Another health system, Houston Methodist, is not requiring employees to receive new COVID-19 vaccines targeting omicron subvariants BA.4 and BA.5 — at least for the time being.

The health system, which has about 30,000 employees, notified staff of the decision in an email from Robert Phillips, MD, PhD, executive vice president, chief physician executive and specialty physician group CEO.

"We strongly recommend you get the booster to keep our patients, you and your family even safer from COVID-19," Dr. Phillips wrote in the email, which was shared with Becker's on Sept. 20. "At this time, Houston Methodist will not mandate the new booster. We will continue to follow the scientific data, the level of infections in the community and the availability of vaccines and may mandate the new booster in the future if necessary."

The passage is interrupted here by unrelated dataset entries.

//! Iteration context
//!
//! Builds the byte prefix for scans of one column family view, reusing
//! buffers across calls.

use parking_lot::Mutex;

use crate::codec::Encode;

use super::key::{write_composite_key, ColumnFamilyId, ORDINAL_WIDTH};

/// Per-view pool of prefix buffers
///
/// A scan borrows a buffer for as long as its action runs and returns it
/// afterwards. Scans nested inside a visitor of the same view borrow a
/// second buffer, so the outer prefix is never overwritten.
pub struct IterationContext {
    id: ColumnFamilyId,
    buffer_capacity: usize,
    buffers: Mutex<Vec<Vec<u8>>>,
}

impl IterationContext {
    pub fn new(id: ColumnFamilyId, buffer_capacity: usize) -> Self {
        Self {
            id,
            buffer_capacity: buffer_capacity.max(ORDINAL_WIDTH),
            buffers: Mutex::new(Vec::new()),
        }
    }

    /// Run `action` with `ordinal ++ encode(prefix)`
    ///
    /// The slice is only valid for the duration of `action`.
    pub fn with_prefix_key<P, R>(&self, prefix: &P, action: impl FnOnce(&[u8]) -> R) -> R
    where
        P: Encode + ?Sized,
    {
        let mut buffer = self
            .buffers
            .lock()
            .pop()
            .unwrap_or_else(|| Vec::with_capacity(self.buffer_capacity));

        write_composite_key(self.id, prefix, &mut buffer);

        let pooled = PooledBuffer {
            context: self,
            buffer: Some(buffer),
        };
        action(pooled.as_slice())
    }

    /// Number of idle buffers held for reuse
    pub fn pooled_buffers(&self) -> usize {
        self.buffers.lock().len()
    }
}

/// Returns its buffer to the pool when dropped, even if the action panics
struct PooledBuffer<'a> {
    context: &'a IterationContext,
    buffer: Option<Vec<u8>>,
}

impl PooledBuffer<'_> {
    fn as_slice(&self) -> &[u8] {
        self.buffer.as_deref().unwrap_or_default()
    }
}

impl Drop for PooledBuffer<'_> {
    fn drop(&mut self) {
        if let Some(buffer) = self.buffer.take() {
            self.context.buffers.lock().push(buffer);
        }
    }
}
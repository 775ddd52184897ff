//! Column Family Module
//!
//! Typed namespaces over the shared ordered store.
//!
//! ## Data Flow
//! ```text
//!   ColumnFamily::put / get / scan
//!        │
//!        ▼
//!   composite key = ordinal (8) ++ encode(key)      (key.rs)
//!        │                         scan prefix       (iteration.rs)
//!        ▼
//!   TransactionContext::run_in_transaction
//!        │
//!        ▼
//!   OrderedStore (BTreeMap, byte-wise order)
//!        │
//!        ▼
//!   Decode into fresh K / V
//! ```

mod iteration;
mod key;
mod view;

pub use iteration::IterationContext;
pub use key::{
    composite_key, strip_ordinal, write_composite_key, ColumnFamilyId, ColumnFamilyName,
    ORDINAL_WIDTH,
};
pub use view::ColumnFamily;

/// Visitor decision after each scanned entry
#[derive(Debug, Clone, Copy, PartialEq, Eq)]
pub enum Visit {
    /// Move on to the next entry
    Continue,

    /// End the scan; the visitor is not called again
    Stop,
}

impl Visit {
    pub fn is_continue(self) -> bool {
        self == Visit::Continue
    }
}

/// `true` continues, `false` stops
impl From<bool> for Visit {
    fn from(keep_going: bool) -> Self {
        if keep_going {
            Visit::Continue
        } else {
            Visit::Stop
        }
    }
}
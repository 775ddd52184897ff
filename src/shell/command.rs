//! Shell command and response definitions

use std::fmt;

use crate::error::{ColumnKvError, Result};

/// A parsed shell command
#[derive(Debug, Clone, PartialEq, Eq)]
pub enum Command {
    /// Put a key-value pair
    Put { cf: u64, key: Vec<u8>, value: Vec<u8> },

    /// Get a value by key
    Get { cf: u64, key: Vec<u8> },

    /// Delete a key
    Delete { cf: u64, key: Vec<u8> },

    /// Check whether a key exists
    Exists { cf: u64, key: Vec<u8> },

    /// List entries whose key starts with a prefix
    Scan { cf: u64, prefix: Vec<u8> },

    /// Check whether a column family is empty
    Empty { cf: u64 },

    /// Count the entries of a column family
    Count { cf: u64 },

    /// Drop every entry
    Clear,

    /// Health check
    Ping,
}

impl Command {
    /// Parse one script line
    ///
    /// Returns `Ok(None)` for blank lines and comments.
    pub fn parse(line: &str) -> Result<Option<Command>> {
        let line = line.trim();
        if line.is_empty() || line.starts_with('#') {
            return Ok(None);
        }

        let mut words = line.split_whitespace();
        let verb = words.next().unwrap_or_default().to_ascii_lowercase();
        let args: Vec<&str> = words.collect();

        let command = match (verb.as_str(), args.as_slice()) {
            ("put", [cf, key, value]) => Command::Put {
                cf: parse_cf(cf)?,
                key: key.as_bytes().to_vec(),
                value: value.as_bytes().to_vec(),
            },
            ("get", [cf, key]) => Command::Get {
                cf: parse_cf(cf)?,
                key: key.as_bytes().to_vec(),
            },
            ("del" | "delete", [cf, key]) => Command::Delete {
                cf: parse_cf(cf)?,
                key: key.as_bytes().to_vec(),
            },
            ("exists", [cf, key]) => Command::Exists {
                cf: parse_cf(cf)?,
                key: key.as_bytes().to_vec(),
            },
            ("scan", [cf]) => Command::Scan {
                cf: parse_cf(cf)?,
                prefix: Vec::new(),
            },
            ("scan", [cf, prefix]) => Command::Scan {
                cf: parse_cf(cf)?,
                prefix: prefix.as_bytes().to_vec(),
            },
            ("empty", [cf]) => Command::Empty { cf: parse_cf(cf)? },
            ("count", [cf]) => Command::Count { cf: parse_cf(cf)? },
            ("clear", []) => Command::Clear,
            ("ping", []) => Command::Ping,
            (
                "put" | "get" | "del" | "delete" | "exists" | "scan" | "empty" | "count"
                | "clear" | "ping",
                _,
            ) => {
                return Err(ColumnKvError::Command(format!(
                    "wrong number of arguments for '{}'",
                    verb
                )))
            }
            _ => {
                return Err(ColumnKvError::Command(format!(
                    "unknown command '{}'",
                    verb
                )))
            }
        };

        Ok(Some(command))
    }
}

fn parse_cf(word: &str) -> Result<u64> {
    word.parse::<u64>().map_err(|_| {
        ColumnKvError::Command(format!("column family must be an ordinal, got '{}'", word))
    })
}

/// Result of one shell command
#[derive(Debug, Clone, PartialEq, Eq)]
pub enum Response {
    Ok,
    NotFound,
    Value(Vec<u8>),
    Bool(bool),
    Entries(Vec<(Vec<u8>, Vec<u8>)>),
    Count(usize),
    Pong,
    Error(String),
}

impl fmt::Display for Response {
    fn fmt(&self, f: &mut fmt::Formatter<'_>) -> fmt::Result {
        match self {
            Response::Ok => write!(f, "OK"),
            Response::NotFound => write!(f, "NOT_FOUND"),
            Response::Value(value) => write!(f, "VALUE {}", String::from_utf8_lossy(value)),
            Response::Bool(true) => write!(f, "TRUE"),
            Response::Bool(false) => write!(f, "FALSE"),
            Response::Entries(entries) => {
                for (key, value) in entries {
                    writeln!(
                        f,
                        "ENTRY {} {}",
                        String::from_utf8_lossy(key),
                        String::from_utf8_lossy(value)
                    )?;
                }
                write!(f, "END")
            }
            Response::Count(count) => write!(f, "COUNT {}", count),
            Response::Pong => write!(f, "PONG"),
            Response::Error(message) => write!(f, "ERROR {}", message),
        }
    }
}
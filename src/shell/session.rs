//! Shell session
//!
//! Executes shell commands against one database.

use std::collections::HashMap;
use std::io::{BufRead, Write};

use tracing::{debug, warn};

use crate::column_family::{ColumnFamily, ColumnFamilyId};
use crate::database::Database;
use crate::error::Result;

use super::{Command, Response};

/// Raw byte column family as seen from the shell
type RawColumnFamily = ColumnFamily<Vec<u8>, Vec<u8>>;

/// A database plus the column family views opened so far
pub struct Session {
    database: Database,
    views: HashMap<u64, RawColumnFamily>,
}

impl Session {
    pub fn new(database: Database) -> Self {
        Self {
            database,
            views: HashMap::new(),
        }
    }

    /// Get the underlying database
    pub fn database(&self) -> &Database {
        &self.database
    }

    fn view(&mut self, cf: u64) -> &RawColumnFamily {
        let database = &self.database;
        self.views
            .entry(cf)
            .or_insert_with(|| database.column_family(ColumnFamilyId(cf)))
    }

    /// Execute one command
    pub fn execute(&mut self, command: Command) -> Response {
        match command {
            Command::Put { cf, key, value } => {
                self.view(cf).put(&key, &value);
                Response::Ok
            }
            Command::Get { cf, key } => match self.view(cf).get(&key) {
                Ok(Some(value)) => Response::Value(value),
                Ok(None) => Response::NotFound,
                Err(e) => Response::Error(e.to_string()),
            },
            Command::Delete { cf, key } => {
                if self.view(cf).delete_if_exists(&key) {
                    Response::Ok
                } else {
                    Response::NotFound
                }
            }
            Command::Exists { cf, key } => Response::Bool(self.view(cf).exists(&key)),
            Command::Scan { cf, prefix } => {
                let mut entries = Vec::new();
                let scanned = self
                    .view(cf)
                    .for_each_with_prefix(prefix.as_slice(), |key, value| {
                        entries.push((key, value))
                    });
                match scanned {
                    Ok(()) => Response::Entries(entries),
                    Err(e) => Response::Error(e.to_string()),
                }
            }
            Command::Empty { cf } => Response::Bool(self.view(cf).is_empty()),
            Command::Count { cf } => Response::Count(self.view(cf).count()),
            Command::Clear => {
                self.database.clear();
                Response::Ok
            }
            Command::Ping => Response::Pong,
        }
    }

    /// Parse and execute one line; `None` for blank lines and comments
    pub fn execute_line(&mut self, line: &str) -> Option<Response> {
        match Command::parse(line) {
            Ok(Some(command)) => {
                debug!(?command, "executing");
                Some(self.execute(command))
            }
            Ok(None) => None,
            Err(e) => {
                warn!(line, error = %e, "rejected command");
                Some(Response::Error(e.to_string()))
            }
        }
    }

    /// Run every line of `input`, writing one response per command to `output`
    ///
    /// Returns the number of commands executed.
    pub fn run_script(&mut self, input: impl BufRead, mut output: impl Write) -> Result<usize> {
        let mut executed = 0;
        for line in input.lines() {
            let line = line?;
            if let Some(response) = self.execute_line(&line) {
                writeln!(output, "{}", response)?;
                executed += 1;
            }
        }
        output.flush()?;
        Ok(executed)
    }
}
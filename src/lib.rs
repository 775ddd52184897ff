//! # ColumnKV
//!
//! An in-memory, transactional, ordered key-value store with column
//! families, standing in for a persistent column-family engine during test
//! runs:
//! - Same put/get/delete/scan contract as the persistent engine
//! - Byte-wise key order, contiguous namespaces, bounded prefix scans
//! - Reentrant transactions that flatten into the outermost one
//! - No disk, no durability, no recovery
//!
//! ## Architecture Overview
//!
//! ```text
//! ┌─────────────────────────────────────────────────────────────┐
//! │              ColumnFamily<K, V>  (one per namespace)         │
//! │   put / get / delete / exists / is_empty / scans             │
//! └──────────┬──────────────────────────────┬───────────────────┘
//!            │ Encode / Decode              │ scan prefix
//!            ▼                              ▼
//!   ┌─────────────────┐            ┌──────────────────┐
//!   │  Composite Key  │            │ IterationContext │
//!   │ ordinal ++ key  │            │  (buffer pool)   │
//!   └────────┬────────┘            └────────┬─────────┘
//!            └──────────────┬───────────────┘
//!                           ▼
//!               ┌───────────────────────┐
//!               │  TransactionContext   │
//!               │ (reentrant, flattens) │
//!               └───────────┬───────────┘
//!                           ▼
//!               ┌───────────────────────┐
//!               │     OrderedStore      │
//!               │  (BTreeMap, RwLock)   │
//!               └───────────────────────┘
//! ```
//!
//! ## Example
//!
//! ```
//! use columnkv::{ColumnFamilyId, Database, Visit};
//!
//! let db = Database::in_memory();
//! let jobs = db.column_family::<u64, String>(ColumnFamilyId(1));
//!
//! jobs.put(&1, &"a".to_string());
//! jobs.put(&2, &"b".to_string());
//!
//! let mut seen = Vec::new();
//! jobs.while_true(|key, value| {
//!     seen.push((key, value));
//!     Visit::Continue
//! })
//! .unwrap();
//!
//! assert_eq!(seen, vec![(1, "a".to_string()), (2, "b".to_string())]);
//! ```

// =============================================================================
// Module Declarations
// =============================================================================

pub mod error;
pub mod config;

pub mod codec;
pub mod store;
pub mod transaction;
pub mod column_family;
pub mod database;
pub mod shell;

// =============================================================================
// Public API Re-exports
// =============================================================================

pub use error::{ColumnKvError, Result};
pub use config::{Config, PrefixScan};
pub use codec::{Bincode, Decode, Encode, Nil, NullKey};
pub use column_family::{ColumnFamily, ColumnFamilyId, ColumnFamilyName, Visit};
pub use database::Database;
pub use transaction::{Transaction, TransactionContext};

// =============================================================================
// Version Info
// =============================================================================

/// Current version of ColumnKV
pub const VERSION: &str = env!("CARGO_PKG_VERSION");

State relaxes rules — but 2 systems do not

While some organizations are updating or may consider updates to their policies, two health systems — Vancouver, Wash.-based PeaceHealth and Oakland, Calif.-based Kaiser Permanente — confirmed to Becker's that they will keep their employee mandates amid changing Washington state rules. 

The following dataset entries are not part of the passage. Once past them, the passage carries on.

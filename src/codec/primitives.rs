//! Primitive codecs
//!
//! Order-preserving encodings for integers, strings, raw bytes and the two
//! empty markers.

use crate::error::{ColumnKvError, Result};

use super::{take, Decode, Encode};

/// Flips the sign bit so that byte-wise order equals numeric order
const SIGN_BIT: u64 = 1 << 63;

/// Width of the length prefix in front of encoded strings
const STRING_LEN_WIDTH: usize = 4;

/// The empty key: scans the whole column family when used as a prefix
#[derive(Debug, Clone, Copy, Default, PartialEq, Eq, PartialOrd, Ord, Hash)]
pub struct NullKey;

/// The empty value, for column families used as sets
#[derive(Debug, Clone, Copy, Default, PartialEq, Eq, PartialOrd, Ord, Hash)]
pub struct Nil;

// =============================================================================
// Integers
// =============================================================================

macro_rules! unsigned_codec {
    ($ty:ty) => {
        impl Encode for $ty {
            fn encode(&self, buf: &mut Vec<u8>) {
                buf.extend_from_slice(&self.to_be_bytes());
            }

            fn encoded_len(&self) -> usize {
                std::mem::size_of::<$ty>()
            }
        }

        impl Decode for $ty {
            fn decode_prefix(bytes: &[u8]) -> Result<(Self, usize)> {
                const WIDTH: usize = std::mem::size_of::<$ty>();
                let raw = take(bytes, WIDTH, stringify!($ty))?;
                let mut array = [0u8; WIDTH];
                array.copy_from_slice(raw);
                Ok((<$ty>::from_be_bytes(array), WIDTH))
            }
        }
    };
}

unsigned_codec!(u8);
unsigned_codec!(u32);
unsigned_codec!(u64);

impl Encode for i64 {
    fn encode(&self, buf: &mut Vec<u8>) {
        ((*self as u64) ^ SIGN_BIT).encode(buf);
    }

    fn encoded_len(&self) -> usize {
        8
    }
}

impl Decode for i64 {
    fn decode_prefix(bytes: &[u8]) -> Result<(Self, usize)> {
        let (raw, consumed) = u64::decode_prefix(bytes)?;
        Ok(((raw ^ SIGN_BIT) as i64, consumed))
    }
}

impl Encode for bool {
    fn encode(&self, buf: &mut Vec<u8>) {
        buf.push(u8::from(*self));
    }

    fn encoded_len(&self) -> usize {
        1
    }
}

impl Decode for bool {
    fn decode_prefix(bytes: &[u8]) -> Result<(Self, usize)> {
        match take(bytes, 1, "bool")?[0] {
            0 => Ok((false, 1)),
            1 => Ok((true, 1)),
            other => Err(ColumnKvError::Decode(format!(
                "bool: invalid byte 0x{:02x}",
                other
            ))),
        }
    }
}

// =============================================================================
// Strings
// =============================================================================

impl Encode for str {
    fn encode(&self, buf: &mut Vec<u8>) {
        (self.len() as u32).encode(buf);
        buf.extend_from_slice(self.as_bytes());
    }

    fn encoded_len(&self) -> usize {
        STRING_LEN_WIDTH + self.len()
    }
}

impl Encode for String {
    fn encode(&self, buf: &mut Vec<u8>) {
        self.as_str().encode(buf)
    }

    fn encoded_len(&self) -> usize {
        self.as_str().encoded_len()
    }
}

impl Decode for String {
    fn decode_prefix(bytes: &[u8]) -> Result<(Self, usize)> {
        let (len, header) = u32::decode_prefix(bytes)?;
        let body = take(&bytes[header..], len as usize, "string body")?;
        let text = std::str::from_utf8(body)
            .map_err(|e| ColumnKvError::Decode(format!("string: {}", e)))?;
        Ok((text.to_string(), header + body.len()))
    }
}

// =============================================================================
// Raw Bytes
// =============================================================================

impl Encode for [u8] {
    fn encode(&self, buf: &mut Vec<u8>) {
        buf.extend_from_slice(self);
    }

    fn encoded_len(&self) -> usize {
        self.len()
    }
}

impl Encode for Vec<u8> {
    fn encode(&self, buf: &mut Vec<u8>) {
        buf.extend_from_slice(self);
    }

    fn encoded_len(&self) -> usize {
        self.len()
    }
}

/// Raw bytes are not delimited: they take the rest of the window.
impl Decode for Vec<u8> {
    fn decode_prefix(bytes: &[u8]) -> Result<(Self, usize)> {
        Ok((bytes.to_vec(), bytes.len()))
    }
}

// =============================================================================
// Empty Markers
// =============================================================================

impl Encode for NullKey {
    fn encode(&self, _buf: &mut Vec<u8>) {}

    fn encoded_len(&self) -> usize {
        0
    }
}

impl Decode for NullKey {
    fn decode_prefix(_bytes: &[u8]) -> Result<(Self, usize)> {
        Ok((NullKey, 0))
    }
}

impl Encode for Nil {
    fn encode(&self, _buf: &mut Vec<u8>) {}

    fn encoded_len(&self) -> usize {
        0
    }
}

impl Decode for Nil {
    fn decode_prefix(_bytes: &[u8]) -> Result<(Self, usize)> {
        Ok((Nil, 0))
    }
}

On Sept. 8, Washington Gov. Jay Inslee announced that remaining COVID-19 emergency orders, including the underlying state of emergency, will end by Oct. 31. This means the state's vaccination requirements for healthcare and education workers will end, although employers still have the option of continuing to require them, according to a news release from the governor's office. 

Kaiser, which has facilities in Washington state, told Becker's that Kaiser's policy requiring COVID-19 vaccination for all employees and physicians has not changed. The health system initially announced the policy in August 2021. 

PeaceHealth told Becker's its vaccine requirement policy "remains in place as the evidence continues to show that vaccines are the best measure to protect people from COVID-19, slow transmission and reduce the likelihood of new variants emerging."

Meanwhile, CMS' federal mandate remains in effect nationwide. The mandate, which the Supreme Court upheld Jan. 13, has been in effect in all states since Feb. 20. It requires healthcare facilities to establish a policy ensuring eligible workers are fully vaccinated, with exemptions allowed based on religious beliefs or recognized medical conditions. As of June 14, nearly 12,000 Medicare and Medicaid certified providers and suppliers had been surveyed for compliance, and 95 percent of them were found to be in substantial compliance with the requirement, CMS said. There are 17 provider types affected by the rule, including hospitals.